More controversially, Hiss had been accused of various irregularities regarding autopsies and the use of tissues and organs. Although Rubenstein found that no autopsies were performed without permission from the families, tissues and organs were used for scientific study without the families' knowledge. Rubenstein said that Hiss should have ensured that this not be done, and that more sensitivity need be shown to the families, but that he need not be put on trial for this.



The Attorney-General stated that even if the Institute did not act properly, "there is no suspicion of corruption or profiteering on the part of Prof. Hiss, and the only interest he had was the advancement of medical research."

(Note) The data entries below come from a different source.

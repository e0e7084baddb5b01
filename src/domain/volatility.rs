//! Forward realized volatility: the sample standard deviation (divisor
//! `L - 1`) of the prices in each forward window. Windows with `L <= 2`
//! carry no value.

use crate::domain::columns::{TickerColumns, forward_std_column};
use crate::domain::compensated::CompensatedSum;
use crate::domain::engine::{ForwardEngine, ScanStrategy};
use crate::domain::horizon::HorizonSet;
use crate::domain::scanner::{ForwardWindowScanner, available_len};

/// Fewest points a window needs before a deviation is reported.
pub const MIN_VOLATILITY_POINTS: usize = 3;

/// Two-pass sample standard deviation; `None` below
/// [`MIN_VOLATILITY_POINTS`].
pub fn sample_std(values: &[f64]) -> Option<f64> {
    let n = values.len();
    if n < MIN_VOLATILITY_POINTS {
        return None;
    }
    let mean = values.iter().sum::<f64>() / n as f64;
    let ss: f64 = values
        .iter()
        .map(|v| {
            let d = v - mean;
            d * d
        })
        .sum();
    Some((ss / (n - 1) as f64).sqrt())
}

/// `Σd` and `Σd²` over a sliding window, with `d = P[j] - anchor` and the
/// anchor a price inside the window.
///
/// Keeping the anchor inside the window bounds every `|d|` by the window's
/// range, so the deviations themselves carry no more than `eps * range` of
/// error however high the price level is. The sums are compensated, so the
/// `l * Σd² - (Σd)²` difference does not cancel away small dispersions.
#[derive(Debug, Clone)]
struct ShiftedMoments {
    anchor_at: usize,
    anchor: f64,
    sum: CompensatedSum,
    sum_sq: CompensatedSum,
}

impl ShiftedMoments {
    /// Sums over `prices[start..start + len]`, anchored on `prices[start]`.
    fn over(prices: &[f64], start: usize, len: usize) -> Self {
        let mut moments = Self {
            anchor_at: start,
            anchor: prices[start],
            sum: CompensatedSum::new(),
            sum_sq: CompensatedSum::new(),
        };
        for &p in &prices[start..start + len] {
            moments.push(p);
        }
        moments
    }

    fn push(&mut self, price: f64) {
        let d = price - self.anchor;
        self.sum.add(d);
        self.sum_sq.add_product(d, d);
    }

    fn pop(&mut self, price: f64) {
        let d = price - self.anchor;
        self.sum.sub(d);
        self.sum_sq.sub_product(d, d);
    }

    /// Whether the anchor still lies in the window `[start, start + len)`.
    fn anchored_in(&self, start: usize, len: usize) -> bool {
        self.anchor_at < start + len
    }

    fn sample_std(&self, len: usize) -> f64 {
        let l = len as f64;
        let mut m2 = self.sum_sq.scaled(l);
        m2 -= self.sum.squared();
        (m2.value() / (l * (l - 1.0))).max(0.0).sqrt()
    }
}

#[derive(Debug, Clone)]
pub struct ForwardVolatilityEngine {
    horizons: HorizonSet,
    strategy: ScanStrategy,
}

impl ForwardVolatilityEngine {
    pub fn new(horizons: HorizonSet, strategy: ScanStrategy) -> Self {
        Self { horizons, strategy }
    }

    fn scan_rescan(&self, prices: &[f64], out: &mut TickerColumns) {
        for (h, &w) in self.horizons.windows().iter().enumerate() {
            for window in ForwardWindowScanner::new(prices, w).iter() {
                out.set(h, window.start, sample_std(window.prices));
            }
        }
    }

    /// Slides the window right to left: `P[i]` enters at the front and
    /// `P[i + w]` leaves at the back. Once the anchor leaves the window the
    /// sums are rebuilt over the current window, which happens at most once
    /// every `w` steps.
    fn scan_sweep(&self, prices: &[f64], out: &mut TickerColumns) {
        let n = prices.len();
        if n == 0 {
            return;
        }
        for (h, window) in self.horizons.windows().iter().enumerate() {
            let w = window.get();
            let mut moments = ShiftedMoments::over(prices, n - 1, 1);
            for i in (0..n).rev() {
                let len = available_len(n, i, w);
                if i + 1 < n {
                    if moments.anchored_in(i, len) {
                        moments.push(prices[i]);
                        if w < n - i {
                            moments.pop(prices[i + w]);
                        }
                    } else {
                        moments = ShiftedMoments::over(prices, i, len);
                    }
                }

                if len >= MIN_VOLATILITY_POINTS {
                    out.set(h, i, Some(moments.sample_std(len)));
                }
            }
        }
    }
}

impl ForwardEngine for ForwardVolatilityEngine {
    fn name(&self) -> &'static str {
        "forward_volatility"
    }

    fn column_names(&self) -> Vec<String> {
        self.horizons
            .iter()
            .map(|h| forward_std_column(&h.label))
            .collect()
    }

    fn scan_ticker(&self, prices: &[f64]) -> TickerColumns {
        let mut out = TickerColumns::new(self.horizons.len(), prices.len());
        match self.strategy {
            ScanStrategy::Rescan => self.scan_rescan(prices, &mut out),
            ScanStrategy::Sweep => self.scan_sweep(prices, &mut out),
        }
        out
    }
}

The grassroots Forum for Forensic Institute Victims is not happy with the decision. Spokesmen Yuval Porat and Ziv Barne'a said that it is a "pathological decision," as the Attorney-General has now "buried with his own two hands the rule of law in Israel." The two said that the decision contrasts with a Health Ministry investigation that found that Abu Kabir under Hiss' direction had "taken human organs and acted freely with them." The police agreed with the report, the Forum said, but "the Attorney-General preferred the interests of the 'establishment' instead of the rule of law, and has thus struck a blow at the public trust in the legal framework. If it had been a lower-level clerk, he would have been fired and put on trial for only 10% of what Hiss did."

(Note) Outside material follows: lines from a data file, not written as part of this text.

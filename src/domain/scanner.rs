//! Forward window scanner.
//!
//! For ticker-local index `i` of a series of length `n` and nominal window
//! `w`, the forward window is `P[i .. i + L)` with `L = min(n - i, w)`. The
//! window always contains `P[i]`; near the end of the series it is shorter
//! than `w`, and its length says so.

use std::num::NonZeroUsize;

/// Available forward length at `i`. `i` must be `< n`; any `window` is safe,
/// including `usize::MAX`.
#[inline]
pub fn available_len(n: usize, i: usize, window: usize) -> usize {
    (n - i).min(window)
}

#[derive(Debug, Clone, Copy, PartialEq)]
pub struct ForwardWindow<'a> {
    pub start: usize,
    pub prices: &'a [f64],
}

impl ForwardWindow<'_> {
    /// Available length `L`, never zero.
    pub(crate) fn len(&self) -> usize {
        self.prices.len()
    }

    /// `P[i]`, the window's own starting price.
    pub fn opening_price(&self) -> f64 {
        self.prices[0]
    }
}

#[derive(Debug, Clone, Copy)]
pub struct ForwardWindowScanner<'a> {
    prices: &'a [f64],
    window: NonZeroUsize,
}

impl<'a> ForwardWindowScanner<'a> {
    pub fn new(prices: &'a [f64], window: NonZeroUsize) -> Self {
        Self { prices, window }
    }

    pub fn series_len(&self) -> usize {
        self.prices.len()
    }

    pub fn window_at(&self, i: usize) -> Option<ForwardWindow<'a>> {
        let n = self.prices.len();
        if i >= n {
            return None;
        }
        let len = available_len(n, i, self.window.get());
        Some(ForwardWindow {
            start: i,
            prices: &self.prices[i..i + len],
        })
    }

    pub fn iter(&self) -> ForwardWindows<'a> {
        ForwardWindows {
            scanner: *self,
            next: 0,
        }
    }
}

impl<'a> IntoIterator for ForwardWindowScanner<'a> {
    type Item = ForwardWindow<'a>;
    type IntoIter = ForwardWindows<'a>;

    fn into_iter(self) -> Self::IntoIter {
        self.iter()
    }
}

pub struct ForwardWindows<'a> {
    scanner: ForwardWindowScanner<'a>,
    next: usize,
}

impl<'a> Iterator for ForwardWindows<'a> {
    type Item = ForwardWindow<'a>;

    fn next(&mut self) -> Option<Self::Item> {
        let window = self.scanner.window_at(self.next)?;
        self.next += 1;
        Some(window)
    }

    fn size_hint(&self) -> (usize, Option<usize>) {
        let remaining = self.scanner.series_len().saturating_sub(self.next);
        (remaining, Some(remaining))
    }
}

impl ExactSizeIterator for ForwardWindows<'_> {}

#[cfg(test)]
mod tests {
    use super::*;

    const PRICES: [f64; 5] = [100.0, 95.0, 90.0, 110.0, 105.0];

    fn scanner(prices: &[f64], window: usize) -> ForwardWindowScanner<'_> {
        ForwardWindowScanner::new(prices, NonZeroUsize::new(window).unwrap())
    }

    #[test]
    fn windows_clamp_at_series_end() {
        let scanner = scanner(&PRICES, 3);
        let lens: Vec<usize> = scanner.iter().map(|w| w.len()).collect();
        assert_eq!(lens, vec![3, 3, 3, 2, 1]);

        let w0 = scanner.window_at(0).unwrap();
        assert_eq!(w0.prices, &[100.0, 95.0, 90.0]);

        let w3 = scanner.window_at(3).unwrap();
        assert_eq!(w3.start, 3);
        assert_eq!(w3.prices, &[110.0, 105.0]);
        assert!((w3.opening_price() - 110.0).abs() < f64::EPSILON);
    }

    #[test]
    fn last_observation_has_length_one() {
        for w in 1..8 {
            assert_eq!(scanner(&PRICES, w).window_at(4).unwrap().len(), 1);
        }
    }

    #[test]
    fn window_longer_than_series() {
        let w = scanner(&PRICES, 50).window_at(0).unwrap();
        assert_eq!(w.len(), 5);
    }

    #[test]
    fn window_of_usize_max_does_not_overflow() {
        let scanner = scanner(&PRICES, usize::MAX);
        let lens: Vec<usize> = scanner.iter().map(|w| w.len()).collect();
        assert_eq!(lens, vec![5, 4, 3, 2, 1]);
    }

    #[test]
    fn empty_series_yields_nothing() {
        let scanner = scanner(&[], 3);
        assert_eq!(scanner.iter().count(), 0);
        assert!(scanner.window_at(0).is_none());
    }

    #[test]
    fn iterator_is_exact_size() {
        let mut it = scanner(&PRICES, 2).iter();
        assert_eq!(it.len(), 5);
        it.next();
        assert_eq!(it.len(), 4);
    }

    #[test]
    fn available_len_matches_definition() {
        assert_eq!(available_len(5, 0, 3), 3);
        assert_eq!(available_len(5, 3, 3), 2);
        assert_eq!(available_len(5, 4, 3), 1);
        assert_eq!(available_len(1, 0, 63), 1);
        assert_eq!(available_len(5, 1, usize::MAX), 4);
    }
}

Former Health Minister Nissim Dahan (Shas) expressed disappointment with Rubenstein's decision: "As someone who is familiar with all the details, I was sure that there was room for a criminal investigation." He said that there was at least one encouraging result, namely, that the questionable practices in the Forensic Institute will not continue.



In July 2002, while Hiss was under police investigation for suspicions including the removal of organs from 81 deceased persons without familial consent, the Supreme Court rejected a petition demanding his suspension. The petition had been submitted by the Movement for Quality in Government.

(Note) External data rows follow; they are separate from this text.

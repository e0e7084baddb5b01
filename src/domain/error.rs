//! Domain error types.

use chrono::NaiveDate;

/// Top-level error type for fwdscan.
#[derive(Debug, thiserror::Error)]
pub enum FwdScanError {
    #[error("config parse error in {file}: {reason}")]
    ConfigParse { file: String, reason: String },

    #[error("missing config key [{section}] {key}")]
    ConfigMissing { section: String, key: String },

    #[error("invalid config value [{section}] {key}: {reason}")]
    ConfigInvalid {
        section: String,
        key: String,
        reason: String,
    },

    #[error("invalid configuration: {reason}")]
    Configuration { reason: String },

    #[error("panel is missing required column '{column}'")]
    MissingColumn { column: String },

    #[error("derived column '{column}' collides with an existing column")]
    ColumnCollision { column: String },

    #[error("invalid value in row {row}, column '{column}': {reason}")]
    InvalidValue {
        row: usize,
        column: String,
        reason: String,
    },

    #[error("duplicate date {date} for ticker {ticker}")]
    DuplicateDate { ticker: String, date: NaiveDate },

    #[error("data source error: {reason}")]
    DataSource { reason: String },

    #[error("analysis cancelled after {completed} of {total} tickers")]
    Cancelled { completed: usize, total: usize },

    #[error(transparent)]
    Io(#[from] std::io::Error),
}

impl FwdScanError {
    pub(crate) fn configuration(reason: impl Into<String>) -> Self {
        FwdScanError::Configuration {
            reason: reason.into(),
        }
    }

    /// True for errors that reflect a malformed input panel.
    pub fn is_schema_error(&self) -> bool {
        matches!(
            self,
            FwdScanError::MissingColumn { .. }
                | FwdScanError::ColumnCollision { .. }
                | FwdScanError::InvalidValue { .. }
                | FwdScanError::DuplicateDate { .. }
        )
    }

    /// True for errors that reflect bad run configuration.
    pub fn is_configuration_error(&self) -> bool {
        matches!(
            self,
            FwdScanError::ConfigParse { .. }
                | FwdScanError::ConfigMissing { .. }
                | FwdScanError::ConfigInvalid { .. }
                | FwdScanError::Configuration { .. }
        )
    }
}

impl From<&FwdScanError> for std::process::ExitCode {
    fn from(err: &FwdScanError) -> Self {
        let code: u8 = match err {
            FwdScanError::Io(_) => 1,
            FwdScanError::ConfigParse { .. }
            | FwdScanError::ConfigMissing { .. }
            | FwdScanError::ConfigInvalid { .. }
            | FwdScanError::Configuration { .. } => 2,
            FwdScanError::DataSource { .. } => 3,
            FwdScanError::MissingColumn { .. }
            | FwdScanError::ColumnCollision { .. }
            | FwdScanError::InvalidValue { .. }
            | FwdScanError::DuplicateDate { .. } => 4,
            FwdScanError::Cancelled { .. } => 5,
        };
        std::process::ExitCode::from(code)
    }
}

#[cfg(test)]
mod tests {
    use super::*;

    #[test]
    fn classification() {
        let schema = FwdScanError::MissingColumn {
            column: "adj_close".into(),
        };
        assert!(schema.is_schema_error());
        assert!(!schema.is_configuration_error());

        let config = FwdScanError::configuration("at least one barrier level is required");
        assert!(config.is_configuration_error());
        assert!(!config.is_schema_error());

        let cancelled = FwdScanError::Cancelled {
            completed: 1,
            total: 3,
        };
        assert!(!cancelled.is_schema_error());
        assert!(!cancelled.is_configuration_error());
    }

    #[test]
    fn display_messages() {
        let err = FwdScanError::DuplicateDate {
            ticker: "X".into(),
            date: NaiveDate::from_ymd_opt(2024, 1, 2).unwrap(),
        };
        assert_eq!(err.to_string(), "duplicate date 2024-01-02 for ticker X");

        let err = FwdScanError::ConfigInvalid {
            section: "barriers".into(),
            key: "levels".into(),
            reason: "not a number".into(),
        };
        assert_eq!(
            err.to_string(),
            "invalid config value [barriers] levels: not a number"
        );
    }
}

State Pathologist Hiss generally decides Israel's pathological-legal questions, and many people are in prison based on his findings. His professional standards have often been publicly maligned. In August 1999, Jerusalem District Court Judge Ruth Orr sharply criticized Hiss for testifying that a 12-year-old Arab rock-thrower died as a result of a beating by Beitar security chief Nachum Korman three years earlier. She wrote that Hiss "was carried away by his desire to find the exact cause of the death... and ignored important pathological findings that did not correspond with this desire."



In Oct. 1997, Margalit Omeisi filed a police complaint against Hiss, charging him with "violating the medical secrecy to which he obligated himself." Hiss released, without authorization, the results of a DNA test he carried out, purporting to show that Omeisi was not related to a woman from California whom Omeisi said was her missing "Yemenite child" daughter. Both Omeisi and her apparent daughter said they did not accept the results of the Hiss test, and that the method he used was not authoritative.



Hiss has also been the subject of controversy regarding the assassination of Prime Minister Yitzchak Rabin. The police were asked to investigate charges that Hiss altered Rabin's wounds and submitted false evidence to the Shamgar Commission. In March 1999, a group of Israelis presented findings by Barry Chamish showing that Dr. Hiss' pathology report contradicted other authoritative findings. Hiss stated that Rabin suffered no damage to his spinal cord, nor was he wounded by a frontal gunshot wound to the chest. But Dr. Mordechai Gutman's surgical procedures report, as well as taped testimony by Ichilov Hospital Director Dr. Gabi Barabash and former Health Minister Ephraim Sneh, indicate that Rabin's backbone was shattered and that there was a frontal chest wound.